# RECORDS FOR THIS EXERCISE

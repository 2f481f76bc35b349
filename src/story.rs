use super::*;

/// One shared link as the API reports it. Every field is assigned by the
/// server; the client only ever decodes stories, it never builds them.
#[derive(Clone, Debug, Deserialize, PartialEq, Eq)]
#[serde(rename_all = "camelCase")]
pub(crate) struct Story {
  pub(crate) author: String,
  pub(crate) created_at: String,
  pub(crate) story_id: String,
  pub(crate) title: String,
  pub(crate) updated_at: String,
  pub(crate) url: String,
  pub(crate) username: String,
}

impl Story {
  pub(crate) fn from_record(record: &Value) -> Result<Self, ApiError> {
    Self::deserialize(record).map_err(|source| ApiError::Decode {
      source,
      what: "story",
    })
  }

  pub(crate) fn from_records(records: &[Value]) -> Result<Vec<Self>, ApiError> {
    records.iter().map(Self::from_record).collect()
  }

  pub(crate) fn host_name(&self) -> &str {
    host_name(&self.url)
  }
}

# WORK ORDER
Give back the entire listing, line for line, exactly as it stands.

# RESPONSE TO THE TASK
repository 2f481f76bc35b349
filename src/story.rs
use super::*;

/// One shared link as the API reports it. Every field is assigned by the
/// server; the client only ever decodes stories, it never builds them.
#[derive(Clone, Debug, Deserialize, PartialEq, Eq)]
#[serde(rename_all = "camelCase")]
pub(crate) struct Story {
  pub(crate) author: String,
  pub(crate) created_at: String,
  pub(crate) story_id: String,
  pub(crate) title: String,
  pub(crate) updated_at: String,
  pub(crate) url: String,
  pub(crate) username: String,
}

impl Story {
  pub(crate) fn from_record(record: &Value) -> Result<Self, ApiError> {
    Self::deserialize(record).map_err(|source| ApiError::Decode {
      source,
      what: "story",
    })
  }

  pub(crate) fn from_records(records: &[Value]) -> Result<Vec<Self>, ApiError> {
    records.iter().map(Self::from_record).collect()
  }

  pub(crate) fn host_name(&self) -> &str {
    host_name(&self.url)
  }
}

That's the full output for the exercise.